Het dunning-krugereffect is een psychologisch verschijnsel. Het treedt op bij incompetente mensen die juist door hun incompetentie het metacognitieve vermogen ontberen om in te zien dat hun keuzes en conclusies soms verkeerd zijn.[1] Het verschijnsel is vernoemd naar David Dunning en Justin Kruger die het niet bedachten maar er wel onderzoek naar deden en erover publiceerden.
Incompetente mensen overschatten nogal eens hun eigen kunnen en daardoor wanen ze zich bovengemiddeld competent. Mensen die werkelijk bovengemiddeld competent zijn, hebben daarentegen de neiging hun eigen kunnen te onderschatten. Minder competente mensen slaan zodoende hun eigen capaciteiten hoger aan dan zij die veel competenter zijn. Dat kan een verklaring zijn voor het gebrek aan intellectueel zelfvertrouwen waar sommige competente mensen mee kampen: zij gaan ervan uit dat anderen net zo capabel zijn als zijzelf. Incompetente mensen vergissen zich dus doordat ze zichzelf te hoog inschatten, terwijl competente mensen zich vergissen doordat ze anderen te hoog inschatten.[1]
Het verschijnsel is waargenomen door tal van filosofen, onder wie de Brit Bertrand Russell, die al in 1933 over de fundamentele oorzaak van de problemen in de wereld opmerkte: "In de wereld van vandaag lopen de domkoppen over van zelfverzekerdheid, terwijl de slimmeriken een en al twijfel zijn".[2][3] Dunning en Kruger refereerden zelf echter aan een andere uitspraak van Russell uit 1951: "Een van de pijnlijke dingen van onze tijd is dat zelfverzekerde mensen dom zijn, terwijl mensen met verbeeldingskracht en inzicht juist zoveel twijfel en besluiteloosheid kennen."[4]
Hypothesen
Het verschijnsel werd onderzocht met een reeks experimenten onder leiding van de psycholoog David Dunning, destijds verbonden aan de Cornell-universiteit, en promovendus Justin Kruger. Zij publiceerden hun bevindingen in 1999 in het Journal of Personality and Social Psychology.[1][5]
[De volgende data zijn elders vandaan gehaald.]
impl AuthStore {
    /// Open (creating if missing) the database at `database_url` and apply the schema.
    pub async fn connect(database_url: &str) -> StoreResult<Self> {
        let options = SqliteConnectOptions::from_str(database_url)?
            .create_if_missing(true)
            .foreign_keys(true)
            .busy_timeout(BUSY_TIMEOUT);

        let mut pool_options = SqlitePoolOptions::new();
        if is_in_memory(database_url) {
            // Every connection to `:memory:` is a separate database; keep exactly one alive.
            pool_options = pool_options
                .max_connections(1)
                .min_connections(1)
                .idle_timeout(None)
                .max_lifetime(None);
        }

        let pool = pool_options.connect_with(options).await?;
        let store = Self { pool, exchange_lock: Arc::new(Mutex::new(())) };
        store.migrate().await?;

        tracing::info!(database_url = %database_url, "Authorization store ready");
        Ok(store)
    }

    async fn migrate(&self) -> StoreResult<()> {
        for statement in SCHEMA {
            sqlx::query(statement).execute(&self.pool).await?;
        }
        Ok(())
    }

    /// Underlying connection pool.
    #[must_use]
    pub const fn pool(&self) -> &SqlitePool {
        &self.pool
    }

    // ─── Clients ─────────────────────────────────────────────────────────────

    /// Register a client under a fresh `client_…` identifier.
    pub async fn create_client(&self, new: NewClient) -> StoreResult<OAuthClient> {
        let client = OAuthClient {
            client_id: format!("{CLIENT_ID_PREFIX}{}", generate_token(16)),
            client_name: new.client_name,
            client_uri: new.client_uri,
            redirect_uris: new.redirect_uris,
            grant_types: new.grant_types,
            response_types: new.response_types,
            scope: new.scope,
            token_endpoint_auth_method: "none".to_string(),
            created_at: Utc::now(),
        };

        sqlx::query(
            "INSERT INTO oauth_clients (client_id, client_name, client_uri, redirect_uris, \
             grant_types, response_types, scope, token_endpoint_auth_method, created_at) \
             VALUES (?, ?, ?, ?, ?, ?, ?, ?, ?)",
        )
        .bind(&client.client_id)
        .bind(&client.client_name)
        .bind(&client.client_uri)
        .bind(encode_list(&client.redirect_uris)?)
        .bind(encode_list(&client.grant_types)?)
        .bind(encode_list(&client.response_types)?)
        .bind(&client.scope)
        .bind(&client.token_endpoint_auth_method)
        .bind(client.created_at)
        .execute(&self.pool)
        .await?;

        Ok(client)
    }

    pub async fn find_client_by_id(&self, client_id: &str) -> StoreResult<Option<OAuthClient>> {
        let row = sqlx::query(
            "SELECT client_id, client_name, client_uri, redirect_uris, grant_types, \
             response_types, scope, token_endpoint_auth_method, created_at \
             FROM oauth_clients WHERE client_id = ?",
        )
        .bind(client_id)
        .fetch_optional(&self.pool)
        .await?;

        row.as_ref().map(client_from_row).transpose()
    }

    /// Remove a client together with its codes and tokens.
    pub async fn delete_client(&self, client_id: &str) -> StoreResult<bool> {
        let result = sqlx::query("DELETE FROM oauth_clients WHERE client_id = ?")
            .bind(client_id)
            .execute(&self.pool)
            .await?;
        Ok(result.rows_affected() > 0)
    }

    // ─── Users ───────────────────────────────────────────────────────────────

    /// Resolve a user by external subject, provisioning one on first sight.
    pub async fn find_or_create_user_by_subject(&self, subject: &str) -> StoreResult<User> {
        let inserted = sqlx::query(
            "INSERT INTO users (id, subject, created_at) VALUES (?, ?, ?) \
             ON CONFLICT(subject) DO NOTHING",
        )
        .bind(Uuid::new_v4().to_string())
        .bind(subject)
        .bind(Utc::now())
        .execute(&self.pool)
        .await?;

        if inserted.rows_affected() > 0 {
            tracing::info!(subject = %subject, "Provisioned user");
        }

        let row = sqlx::query("SELECT id, subject, email, name, created_at FROM users WHERE subject = ?")
            .bind(subject)
            .fetch_one(&self.pool)
            .await?;

        Ok(User {
            id: parse_uuid("users", row.try_get("id")?)?,
            subject: row.try_get("subject")?,
            email: row.try_get("email")?,
            name: row.try_get("name")?,
            created_at: row.try_get("created_at")?,
        })
    }

    // ─── Authorization codes ─────────────────────────────────────────────────

    /// Persist a new code with a random 256-bit value.
    pub async fn create_authorization_code(
        &self,
        new: NewAuthorizationCode,
    ) -> StoreResult<AuthorizationCode> {
        let code = AuthorizationCode {
            code: generate_token(32),
            client_id: new.client_id,
            user_id: new.user_id,
            redirect_uri: new.redirect_uri,
            scope: new.scope,
            code_challenge: new.code_challenge,
            code_challenge_method: new.code_challenge_method,
            expires_at: new.expires_at,
            used: false,
            created_at: Utc::now(),
        };

        sqlx::query(
            "INSERT INTO oauth_authorization_codes (code, client_id, user_id, redirect_uri, scope, \
             code_challenge, code_challenge_method, expires_at, used, created_at) \
             VALUES (?, ?, ?, ?, ?, ?, ?, ?, ?, ?)",
        )
        .bind(&code.code)
        .bind(&code.client_id)
        .bind(code.user_id.to_string())
        .bind(&code.redirect_uri)
        .bind(&code.scope)
        .bind(&code.code_challenge)
        .bind(code.code_challenge_method.as_str())
        .bind(code.expires_at)
        .bind(code.used)
        .bind(code.created_at)
        .execute(&self.pool)
        .await?;

        Ok(code)
    }

    pub async fn find_authorization_code_by_value(
        &self,
        code: &str,
    ) -> StoreResult<Option<AuthorizationCode>> {
        let mut conn = self.pool.acquire().await?;
        select_code(&mut *conn, code).await
    }

    /// Flip `used` from false to true. Returns false if it was already used or absent.
    pub async fn mark_authorization_code_used(&self, code: &str) -> StoreResult<bool> {
        let mut conn = self.pool.acquire().await?;
        claim_code(&mut *conn, code).await
    }

    /// Open an exchange for `code`.
    ///
    /// The code is claimed (`used` 0 → 1) as the first statement of a
    /// transaction. The caller inspects the loaded row and then either
    /// [`CodeExchange::complete`]s with a token pair or [`CodeExchange::abandon`]s,
    /// which leaves the code unused. Concurrent exchanges of the same code
    /// are serialized; only one can observe [`CodeExchange::claimed`].
    ///
    /// The exchange holds a pooled connection until finished, so callers
    /// must not query the store while one is open.
    pub async fn begin_code_exchange(&self, code: &str) -> StoreResult<CodeExchange> {
        let guard = Arc::clone(&self.exchange_lock).lock_owned().await;
        let mut tx = self.pool.begin().await?;

        let claimed = claim_code(&mut *tx, code).await?;
        let record = select_code(&mut *tx, code).await?;

        Ok(CodeExchange { tx, code: record, claimed, _guard: guard })
    }

    // ─── Tokens ──────────────────────────────────────────────────────────────

    pub async fn create_token_pair(&self, pair: &NewTokenPair) -> StoreResult<TokenRecord> {
        let mut conn = self.pool.acquire().await?;
        insert_token_pair(&mut *conn, pair).await
    }

    pub async fn find_token_by_access_hash(&self, hash: &str) -> StoreResult<Option<TokenRecord>> {
        let row = sqlx::query(&format!(
            "SELECT {TOKEN_COLUMNS} FROM oauth_tokens WHERE access_token_hash = ?"
        ))
        .bind(hash)
        .fetch_optional(&self.pool)
        .await?;

        row.as_ref().map(token_from_row).transpose()
    }

    pub async fn find_token_by_refresh_hash(&self, hash: &str) -> StoreResult<Option<TokenRecord>> {
        let row = sqlx::query(&format!(
            "SELECT {TOKEN_COLUMNS} FROM oauth_tokens WHERE refresh_token_hash = ?"
        ))
        .bind(hash)
        .fetch_optional(&self.pool)
        .await?;

        row.as_ref().map(token_from_row).transpose()
    }

    /// Match `hash` against either half of a pair.
    pub async fn find_token_by_either_hash(&self, hash: &str) -> StoreResult<Option<TokenRecord>> {
        let row = sqlx::query(&format!(
            "SELECT {TOKEN_COLUMNS} FROM oauth_tokens \
             WHERE access_token_hash = ?1 OR refresh_token_hash = ?1 LIMIT 1"
        ))
        .bind(hash)
        .fetch_optional(&self.pool)
        .await?;

        row.as_ref().map(token_from_row).transpose()
    }

    /// Replace the access half of a pair in place. The refresh half is untouched.
    pub async fn rotate_access_token(
        &self,
        id: Uuid,
        access_token: &str,
        access_token_hash: &str,
        expires_at: DateTime<Utc>,
    ) -> StoreResult<bool> {
        let result = sqlx::query(
            "UPDATE oauth_tokens SET access_token = ?, access_token_hash = ?, \
             access_token_expires_at = ? WHERE id = ? AND revoked = 0",
        )
        .bind(access_token)
        .bind(access_token_hash)
        .bind(expires_at)
        .bind(id.to_string())
        .execute(&self.pool)
        .await?;

        Ok(result.rows_affected() == 1)
    }

    /// Mark a pair revoked. Revocation is permanent.
    pub async fn revoke_token(&self, id: Uuid) -> StoreResult<bool> {
        let result = sqlx::query("UPDATE oauth_tokens SET revoked = 1 WHERE id = ?")
            .bind(id.to_string())
            .execute(&self.pool)
            .await?;
        Ok(result.rows_affected() == 1)
    }
}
De uitkomsten van een aantal eerdere studies wekten volgens Kruger en Dunning de indruk dat bij diverse competenties, variërend van begrijpend lezen en het besturen van een motorvoertuig tot schaken en tennissen (in de woorden van Darwin) "onwetendheid vaker dan kennis tot zelfvertrouwen leidt".[6] Met betrekking tot een gegeven vaardigheid stelden zij als hypothese dat incompetente individuen:
de mate waarin zijzelf over die vaardigheid beschikken overschatten;
die vaardigheid niet in anderen herkennen;
geen besef hebben van de ernstige mate waarin zij tekortschieten;
na grondig te zijn getraind in die vaardigheid wel inzien dat ze vóór die training tekortschoten.
Dunning heeft het effect later vergeleken met anosognosie, een aandoening waarbij iemand met een lichamelijke handicap zich hiervan onbewust lijkt te zijn of zijn handicap ontkent, ook in het geval van zware handicaps zoals blindheid of verlamming.[7]